Do you know where the Steak got her wedding dress from? Now that I've just done one, and it stayed in one piece, even after all the dancing, I might, just might, consider doing another one. The weight of responsbility didn't hit me till half-way though making it, it was all going fine until my sister said "How's the wedding dress going? It must be absolutely terrifying" and then I thought oh christ. But the complements on the day, the happiness of the bride etc made it all worthwhile. Are people still prepared to spend good money on dresses in these frugal times do you think?

Lucy Fishwife said...

Not sure where she got it - if I say it had a chemise-y type top (cap sleeves for the posh) and a train one could tie up (which involved me on my knees scrabbling around up her skirt, much to everyone's amusement) that doesn't help, does it? will find out when she gets back from Brazeeeeeeel.

Nora Johnson said...

I am convinced that weddings, like funerals, bring out both the best and worst in people. The solemnity, the ritual, the coming together of those who perhaps don't even like each other - each plays its part! Doubtlessly helped (and hindered) in equal measure, too, by an abundance of alcohol and a shortage of cigarettes...

A priceless post - you have an unerring eye for life's petty foibles!

French Fancy said...

You must have a lovely voice to have been selected to read the poem - I bet it's the ciggies; you must be husky like a young Fenella Fielding.

Anyway I finshed the Byatt and I'm not too sure about it really. So much purple prose - too much in fact and with a rambling narrative as well. I still turned the pages though so it did its job.

Reading Mansfield Park now which amazingly has always passed me by,

Lucy Fishwife said...

Hi Nora - yes, weddings are great, although (and I hope I don't sound like a psycho as I say this) the best laugh I ever had was at my grandfather's memorial service - which, actually, he would have liked. The day began with a mad old cousin shouting "I had an extraordinary experience with a radish this morning!" into a sudden hush, and went downhill from there...

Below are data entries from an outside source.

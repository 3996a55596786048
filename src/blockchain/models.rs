use crate::normalize::fields::{as_u64, display, display_field, embedded_object, str_field, truthy};
use crate::normalize::{format_instant, transaction_timestamp};
use serde::Serialize;
use serde_json::{Map, Value};

/// Fee units are priced at 10^-6 per unit.
pub const FEE_UNIT_PRICE: f64 = 0.000001;

#[derive(Debug, Clone, Copy, PartialEq, Eq, Serialize)]
#[serde(rename_all = "snake_case")]
pub enum OperationKind {
    Standard,
    Private,
    Decrypt,
    Encrypt,
    Call,
    Other,
}

impl OperationKind {
    pub fn from_op_type(op_type: Option<&str>) -> Self {
        match op_type {
            Some("standard") => Self::Standard,
            Some("private") => Self::Private,
            Some("decrypt") => Self::Decrypt,
            Some("encrypt") => Self::Encrypt,
            Some("call") => Self::Call,
            _ => Self::Other,
        }
    }

    pub fn label(&self) -> &'static str {
        match self {
            Self::Standard => "Public Transfer",
            Self::Private => "Private Transfer",
            Self::Decrypt => "Balance Decrypt",
            Self::Encrypt => "Balance Encrypt",
            Self::Call => "Contract Call",
            Self::Other => "Transaction",
        }
    }
}

/// A transaction as returned by the main API, with its embedded payload
/// parsed once up front.
#[derive(Debug, Clone)]
pub struct TransactionRecord {
    raw: Value,
    payload: Map<String, Value>,
}

impl TransactionRecord {
    pub fn from_value(raw: Value) -> Self {
        let payload = embedded_object(raw.get("data"));
        Self { raw, payload }
    }

    pub fn field(&self, name: &str) -> Option<String> {
        display_field(&self.raw, name)
    }

    pub fn hash(&self) -> Option<String> {
        self.field("tx_hash").or_else(|| self.field("hash"))
    }

    pub fn operation(&self) -> OperationKind {
        OperationKind::from_op_type(str_field(&self.raw, "op_type"))
    }

    pub fn epoch(&self) -> Option<u64> {
        self.raw.get("epoch").and_then(as_u64)
    }

    pub fn timestamp(&self) -> Option<String> {
        transaction_timestamp(&self.raw, &self.payload)
    }

    /// Fee derived from the integer part of `ou`; a missing `ou` counts as zero.
    pub fn fee(&self) -> Option<String> {
        let units = match self.raw.get("ou") {
            None | Some(Value::Null) => 0,
            Some(Value::Number(n)) => n.as_i64().or_else(|| n.as_f64().map(|f| f.trunc() as i64))?,
            Some(Value::String(s)) if s.is_empty() => 0,
            Some(Value::String(s)) => leading_integer(s)?,
            Some(_) => return None,
        };
        Some(format!("{:.6}", units as f64 * FEE_UNIT_PRICE))
    }

    pub fn memo(&self) -> Option<&str> {
        str_field(&self.raw, "message")
    }

    pub fn is_self_transfer(&self) -> bool {
        match (self.raw.get("from"), self.raw.get("to")) {
            (Some(from), Some(to)) => from == to,
            _ => false,
        }
    }

    /// A payload field for display; non-string values are shown as JSON text.
    pub fn payload_field(&self, name: &str) -> Option<String> {
        self.payload.get(name).and_then(display)
    }
}

/// Parses an optionally signed run of leading digits, ignoring the rest.
fn leading_integer(text: &str) -> Option<i64> {
    let text = text.trim_start();
    let (sign, digits) = match text.strip_prefix('-') {
        Some(rest) => (-1, rest),
        None => (1, text.strip_prefix('+').unwrap_or(text)),
    };
    let end = digits
        .find(|c: char| !c.is_ascii_digit())
        .unwrap_or(digits.len());
    digits[..end].parse::<i64>().ok().map(|n| sign * n)
}

/// Address details from the scan API.
#[derive(Debug, Clone, PartialEq, Serialize)]
pub struct AddressRecord {
    pub address: String,
    pub balance: Option<String>,
    pub nonce: Option<String>,
    pub transactions: Option<String>,
    pub has_public_key: bool,
}

impl AddressRecord {
    pub fn from_value(raw: &Value, requested: &str) -> Self {
        Self {
            address: str_field(raw, "address")
                .filter(|address| !address.is_empty())
                .unwrap_or(requested)
                .to_string(),
            balance: display_field(raw, "balance_oct"),
            nonce: display_field(raw, "nonce"),
            transactions: display_field(raw, "transactions"),
            has_public_key: truthy(raw.get("has_public_key")),
        }
    }
}

/// Epoch details from the scan API.
#[derive(Debug, Clone, PartialEq, Serialize)]
pub struct EpochRecord {
    pub epoch_number: u64,
    pub finalized_at: Option<String>,
    pub validator_address: Option<String>,
    pub transactions: Option<u64>,
    pub nodes: Option<String>,
    pub tree_hash: Option<String>,
}

impl EpochRecord {
    pub fn from_value(raw: &Value, requested: u64) -> Self {
        // Some deployments return the transaction list, others only the count
        let transactions = match raw.get("transactions") {
            Some(Value::Array(list)) => Some(list.len() as u64),
            Some(other) => as_u64(other),
            None => None,
        };

        Self {
            epoch_number: raw.get("epoch_number").and_then(as_u64).unwrap_or(requested),
            finalized_at: raw.get("finalized_at").and_then(format_instant),
            validator_address: display_field(raw, "validator_address"),
            transactions,
            nodes: display_field(raw, "nodes"),
            tree_hash: display_field(raw, "tree_hash"),
        }
    }
}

FF - Oh I WISH I sounded like Fenella Fielding. I can do deep but not husky, despite the ciggies. I had a shameful moment the other day where I suddenly remembered that I hadn't read the last 10 pages of the ASByatt (I was readding it on the plane) - so I did that, and of course had forgotten who everybody was. Now may have to take a deep breath and read it again...

Duchess of Tea said...

Darling I hope you had a lovely weekend. I just stopped by to wish you a sunny day!!

♥ hugs ♥

Duchess

Steve said...

Has Kidney got Frankie Boyle's ferociously red beard?

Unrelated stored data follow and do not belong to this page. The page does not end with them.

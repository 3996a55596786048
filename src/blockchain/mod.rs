pub mod client;
pub mod models;
pub mod pagination;
pub mod polling;

// Re-exports for convenience
pub use client::{ClientError, MainClient, ScanClient};
pub use pagination::{AddressTransactions, EpochTransactions, Feed, FeedError, FeedSnapshot, FeedState, PaginatedList};
pub use polling::{start_epoch_polling, EpochIndicator};
//! Normalization of loosely-typed upstream records into display values.
//!
//! Upstream responses have no guaranteed schema, so everything here works on
//! `serde_json::Value` and treats absent or mistyped fields as unknown.

pub mod direction;
pub mod fields;
pub mod memo;
pub mod timestamp;

pub use direction::{classify, display_amount, format_amount, Direction};
pub use fields::{extract_items, identity_key};
pub use memo::decode_memo;
pub use timestamp::{format_instant, resolve_timestamp, transaction_timestamp};
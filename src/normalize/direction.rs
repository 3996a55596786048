//! Transfer direction inference relative to a viewed address.
//!
//! Upstream list endpoints disagree on how they describe direction, so the
//! classifier walks a fixed sequence of heuristics. The order matters:
//! ambiguous records classify differently if the steps are reordered.

use serde::Serialize;
use serde_json::Value;

use super::fields::{as_number, first_present, first_string, str_field, AMOUNT_FIELDS, COUNTERPARTY_FIELDS, DIRECTION_FIELDS};

/// Raw amounts are expressed in micro-units.
pub const AMOUNT_DIVISOR: f64 = 1_000_000.0;

const INBOUND_KEYWORDS: [&str; 4] = ["in", "receive", "incoming", "credit"];
const OUTBOUND_KEYWORDS: [&str; 5] = ["out", "send", "sent", "outgoing", "debit"];

#[derive(Debug, Clone, Copy, PartialEq, Eq, Serialize)]
#[serde(rename_all = "lowercase")]
pub enum Direction {
    In,
    Out,
}

impl Direction {
    pub fn as_str(&self) -> &'static str {
        match self {
            Direction::In => "in",
            Direction::Out => "out",
        }
    }
}

/// Classify a transaction as inbound or outbound for `address`.
///
/// 1. A direction-like field containing an inbound keyword, then an
///    outbound keyword.
/// 2. Sender/recipient equal to the address, for each naming convention.
/// 3. A raw amount string with a leading minus sign.
/// 4. Outbound.
pub fn classify(tx: &Value, address: &str) -> Direction {
    if let Some(direction) = keyword_direction(tx) {
        return direction;
    }
    if let Some(direction) = counterparty_direction(tx, address) {
        return direction;
    }
    if let Some(Value::String(raw)) = first_present(tx, &AMOUNT_FIELDS) {
        if raw.starts_with('-') {
            return Direction::Out;
        }
    }
    Direction::Out
}

fn keyword_direction(tx: &Value) -> Option<Direction> {
    // Only the first string-typed field is consulted, even if it is empty
    let hint = first_string(tx, &DIRECTION_FIELDS)?.to_lowercase();
    if hint.is_empty() {
        return None;
    }
    if INBOUND_KEYWORDS.iter().any(|keyword| hint.contains(keyword)) {
        Some(Direction::In)
    } else if OUTBOUND_KEYWORDS.iter().any(|keyword| hint.contains(keyword)) {
        Some(Direction::Out)
    } else {
        None
    }
}

fn counterparty_direction(tx: &Value, address: &str) -> Option<Direction> {
    if address.is_empty() {
        return None;
    }
    let matches = |field: &str| matches!(str_field(tx, field), Some(value) if !value.is_empty() && value == address);

    for (from, to) in COUNTERPARTY_FIELDS {
        if matches(from) {
            return Some(Direction::Out);
        }
        if matches(to) {
            return Some(Direction::In);
        }
    }
    None
}

/// Display amount of a list row: the raw amount scaled down by 10^6, or
/// `-` when it is missing or not numeric.
pub fn display_amount(tx: &Value) -> String {
    first_present(tx, &AMOUNT_FIELDS)
        .and_then(as_number)
        .map(|raw| format_amount(raw / AMOUNT_DIVISOR))
        .unwrap_or_else(|| "-".to_string())
}

/// Thousands-grouped decimal with at most six fraction digits.
pub fn format_amount(value: f64) -> String {
    let fixed = format!("{:.6}", value.abs());
    let trimmed = fixed.trim_end_matches('0').trim_end_matches('.');
    let (integer, fraction) = match trimmed.split_once('.') {
        Some((integer, fraction)) => (integer, Some(fraction)),
        None => (trimmed, None),
    };

    let mut grouped = String::with_capacity(integer.len() + integer.len() / 3);
    for (i, digit) in integer.chars().enumerate() {
        if i > 0 && (integer.len() - i) % 3 == 0 {
            grouped.push(',');
        }
        grouped.push(digit);
    }

    let negative = value < 0.0 && trimmed != "0";
    let mut out = String::new();
    if negative {
        out.push('-');
    }
    out.push_str(&grouped);
    if let Some(fraction) = fraction {
        out.push('.');
        out.push_str(fraction);
    }
    out
}
// Manual smoke check against the live upstream APIs.
//
// Usage: probe_upstream [address] [tx_hash]

use explorer_service::{
    blockchain::{
        models::{AddressRecord, EpochRecord, TransactionRecord},
        polling::parse_latest_epoch,
        MainClient, ScanClient,
    },
    config::Config,
    models::{TxRow, TxView},
};
use tracing::{error, info, warn, Level};

#[tokio::main]
async fn main() -> Result<(), Box<dyn std::error::Error>> {
    // Setup tracing
    tracing_subscriber::fmt()
        .with_max_level(Level::INFO)
        .init();

    info!("Starting upstream probe...");

    let config = Config::from_env();
    let main_client = MainClient::new(&config)?;
    let scan_client = ScanClient::new(&config)?;
    let mut args = std::env::args().skip(1);
    let address = args.next();
    let tx_hash = args.next();

    // 1. Epoch metrics
    info!("Testing epoch metrics...");
    let latest = match scan_client.get_epoch_metrics().await {
        Ok(metrics) => {
            let latest = parse_latest_epoch(&metrics);
            info!("✅ Latest epoch: {:?}", latest);
            latest
        }
        Err(e) => {
            error!("❌ Failed to get epoch metrics: {}", e);
            None
        }
    };

    // 2. Latest epoch details and its first page of transactions
    if let Some(epoch) = latest {
        match scan_client.get_epoch(epoch).await {
            Ok(raw) => {
                let record = EpochRecord::from_value(&raw, epoch);
                info!("✅ Epoch {} finalized at {:?}", record.epoch_number, record.finalized_at);
                info!("   Validator: {:?}", record.validator_address);
                info!("   Transactions: {:?}", record.transactions);
            }
            Err(e) => error!("❌ Failed to get epoch {}: {}", epoch, e),
        }

        match scan_client.get_epoch_transactions(epoch, 1, config.tx_page_size).await {
            Ok(items) => info!("✅ Epoch {} page 1 returned {} transactions", epoch, items.len()),
            Err(e) => warn!("Epoch transaction list unavailable: {}", e),
        }
    }

    // 3. Address details, balance and recent transactions
    if let Some(address) = address.as_deref() {
        info!("Testing address {}...", address);
        match scan_client.get_address(address).await {
            Ok(raw) => {
                let record = AddressRecord::from_value(&raw, address);
                info!("✅ Address nonce {:?}, indexer balance {:?}", record.nonce, record.balance);
            }
            Err(e) => error!("❌ Failed to get address: {}", e),
        }

        match main_client.get_balance(address).await {
            Ok(balance) => info!("✅ Balance: {:?}", balance),
            Err(e) => warn!("Balance unavailable: {}", e),
        }

        match scan_client.get_address_transactions(address, 1, config.tx_page_size).await {
            Ok(items) => {
                info!("✅ Retrieved {} recent transactions", items.len());
                for tx in &items {
                    let row = TxRow::from_value(tx, Some(address));
                    info!("   {:?} {} {}", row.direction, row.amount, row.id);
                }
            }
            Err(e) => error!("❌ Failed to get recent transactions: {}", e),
        }
    }

    // 4. Transaction details
    if let Some(hash) = tx_hash.as_deref() {
        info!("Testing transaction {}...", hash);
        match main_client.get_transaction(hash).await {
            Ok(raw) => {
                let view = TxView::from_record(&TransactionRecord::from_value(raw), hash);
                info!("✅ {} in epoch {:?} at {:?}", view.label, view.epoch, view.timestamp);
                info!("   Memo: {:?}", view.memo.decoded);
                info!("   Fee: {:?}", view.fee);
            }
            Err(e) => error!("❌ Failed to get transaction: {}", e),
        }
    }

    info!("Upstream probe finished");
    Ok(())
}
use explorer_service::{api, blockchain, config::Config, state::AppState};
use std::sync::Arc;
use tokio_util::sync::CancellationToken;
use tracing::{error, info};
use tracing_subscriber::{layer::SubscriberExt, util::SubscriberInitExt};

#[tokio::main]
async fn main() -> Result<(), Box<dyn std::error::Error>> {
    // Initialize logging
    tracing_subscriber::registry()
        .with(tracing_subscriber::EnvFilter::new(
            std::env::var("RUST_LOG").unwrap_or_else(|_| "info".into()),
        ))
        .with(tracing_subscriber::fmt::layer())
        .init();

    info!("Starting explorer-service");

    // Load configuration
    let config = Config::from_env();
    info!("Configuration loaded: {:?}", config);

    // Upstream clients
    let main_client = blockchain::MainClient::new(&config)?;
    let scan_client = blockchain::ScanClient::new(&config)?;

    // Start epoch metrics polling
    let shutdown = CancellationToken::new();
    let (epoch_indicator, poller) = blockchain::start_epoch_polling(
        scan_client.clone(),
        config.epoch_poll_interval,
        shutdown.clone(),
    );

    // Create shared state
    let addr = config.listen_addr();
    let app_state = Arc::new(AppState::new(config, main_client, scan_client, epoch_indicator));

    // Start HTTP server
    let app = api::create_router(app_state);
    let listener = tokio::net::TcpListener::bind(&addr).await?;
    info!("Starting server on {}", addr);

    let server_shutdown = shutdown.clone();
    let served = axum::serve(listener, app)
        .with_graceful_shutdown(async move {
            tokio::select! {
                _ = tokio::signal::ctrl_c() => info!("Shutdown signal received"),
                _ = server_shutdown.cancelled() => {}
            }
        })
        .await;

    shutdown.cancel();
    if let Err(e) = poller.await {
        error!("Epoch poller terminated abnormally: {}", e);
    }

    served?;
    info!("Server stopped");
    Ok(())
}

Love the tourist's asking the bride to take their photo... classic sit com gold, that is.

Lucy Fishwife said...

Duchess - you too my petal! xxx

Steve - Luckily Kidney is clean-shaven - pretty much the only way to tell them apart. Oddly enough we also have another friend (Welsh rather than Norn Arsh like Kidney) who could be another clone. We made them stand next to each other once and I have to say, they were very patient and good natured about it (as we all stood there humming "Letter From America")...

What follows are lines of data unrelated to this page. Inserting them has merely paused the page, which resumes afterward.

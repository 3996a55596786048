use chrono::{DateTime, Utc};
use serde_json::{Map, Value};

use super::fields::as_number;

/// Values above this are already in milliseconds.
pub const MILLIS_THRESHOLD: f64 = 1e12;

pub const DISPLAY_FORMAT: &str = "%Y-%m-%d %H:%M:%S UTC";

/// Scale a raw epoch value to milliseconds.
pub fn to_millis(raw: f64) -> f64 {
    if raw > MILLIS_THRESHOLD {
        raw
    } else {
        raw * 1000.0
    }
}

/// Format a millisecond instant, or `None` if it is not a calendar date.
pub fn format_millis(millis: f64) -> Option<String> {
    if !millis.is_finite() {
        return None;
    }
    let millis = millis.trunc();
    if millis.abs() > i64::MAX as f64 {
        return None;
    }
    let instant = DateTime::<Utc>::from_timestamp_millis(millis as i64)?;
    Some(instant.format(DISPLAY_FORMAT).to_string())
}

/// Resolve the first usable timestamp out of an ordered candidate list.
///
/// Absent, null and non-numeric candidates are skipped. The first one that
/// lands on a valid calendar instant is formatted; `None` if none does.
pub fn resolve_timestamp(candidates: &[Option<&Value>]) -> Option<String> {
    candidates
        .iter()
        .flatten()
        .filter_map(|value| as_number(value))
        .find_map(|raw| format_millis(to_millis(raw)))
}

/// Timestamp of a transaction record, in priority order: explicit
/// `timestamp`, `parsed_tx.timestamp`, the embedded payload's `timestamp`,
/// then the generic `time` and `date` fields.
pub fn transaction_timestamp(tx: &Value, payload: &Map<String, Value>) -> Option<String> {
    let candidates = [
        tx.get("timestamp"),
        tx.get("parsed_tx").and_then(|parsed| parsed.get("timestamp")),
        payload.get("timestamp"),
        tx.get("time"),
        tx.get("date"),
    ];
    resolve_timestamp(&candidates)
}

/// Format a single instant that may be numeric or RFC 3339 text.
pub fn format_instant(value: &Value) -> Option<String> {
    if let Some(formatted) = resolve_timestamp(&[Some(value)]) {
        return Some(formatted);
    }
    let text = value.as_str()?;
    DateTime::parse_from_rfc3339(text.trim())
        .ok()
        .map(|instant| instant.with_timezone(&Utc).format(DISPLAY_FORMAT).to_string())
}
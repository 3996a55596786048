use axum::{
    http::StatusCode,
    response::{IntoResponse, Response},
    Json,
};
use serde_json::json;
use thiserror::Error;
use tracing::warn;
use crate::blockchain::{ClientError, FeedError};
use crate::validation::ValidationError;

#[derive(Error, Debug)]
pub enum ApiError {
    #[error("Invalid request: {0}")]
    BadRequest(String),

    #[error("{0}")]
    NotFound(String),

    #[error("Upstream error: {0}")]
    Upstream(String),

    #[error("{0}")]
    Conflict(String),

    #[error("Internal server error: {0}")]
    Internal(String),
}

impl IntoResponse for ApiError {
    fn into_response(self) -> Response {
        let (status, message) = match &self {
            ApiError::BadRequest(msg) => (StatusCode::BAD_REQUEST, msg.clone()),
            ApiError::NotFound(msg) => (StatusCode::NOT_FOUND, msg.clone()),
            ApiError::Upstream(msg) => {
                warn!("Upstream failure: {}", msg);
                (StatusCode::BAD_GATEWAY, "Upstream service unavailable".to_string())
            }
            ApiError::Conflict(msg) => (StatusCode::CONFLICT, msg.clone()),
            ApiError::Internal(_) => (StatusCode::INTERNAL_SERVER_ERROR, "Internal server error".to_string()),
        };

        let body = Json(json!({
            "error": message,
        }));

        (status, body).into_response()
    }
}

impl From<ClientError> for ApiError {
    fn from(err: ClientError) -> Self {
        match err {
            ClientError::NotFound { .. } => ApiError::NotFound(err.to_string()),
            ClientError::Network(_) | ClientError::InvalidResponse { .. } => {
                ApiError::Upstream(err.to_string())
            }
            ClientError::InvalidBaseUrl(_) => ApiError::Internal(err.to_string()),
        }
    }
}

impl From<ValidationError> for ApiError {
    fn from(err: ValidationError) -> Self {
        ApiError::BadRequest(err.to_string())
    }
}

impl From<FeedError> for ApiError {
    fn from(err: FeedError) -> Self {
        match err {
            FeedError::NotActive(_) | FeedError::Superseded(_) => ApiError::Conflict(err.to_string()),
            FeedError::Aborted(_) => ApiError::Internal(err.to_string()),
        }
    }
}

The Poet Laura-eate said...

One can only hope that any woman capable of such racism proves irrevocably infertile.

Would she get away with such an offensive comment when referring to children of any other ethnic colour?

I think not.

The difference with Catherine Tate making such jokes is that the redhead always has the last laugh.

Though scientists have proven that we are actually the nicest and most sensitive souls as we know all too well what it is like to be bullied.

The Poet Laura-eate said...

PS: And according to my gorgeous boyfriend, we are also the best in bed!

Lucy Fishwife said...

Laura - Oh no, it was intended in a spirit of love and envy. After all, the groom is a ginger, as are several of her friends - and her mother-in-law! But I agree with you on all the things you said, especially the PS (allegedly)...

The Poet Laura-eate said...

Well humour that low-brow is definitely nearing knuckle-scraping territory. Obviously he fancies her for her sense of class and sophistication.

Or he could just be SO absurdly grateful 'cos he's ginger and found someone to marry him of course.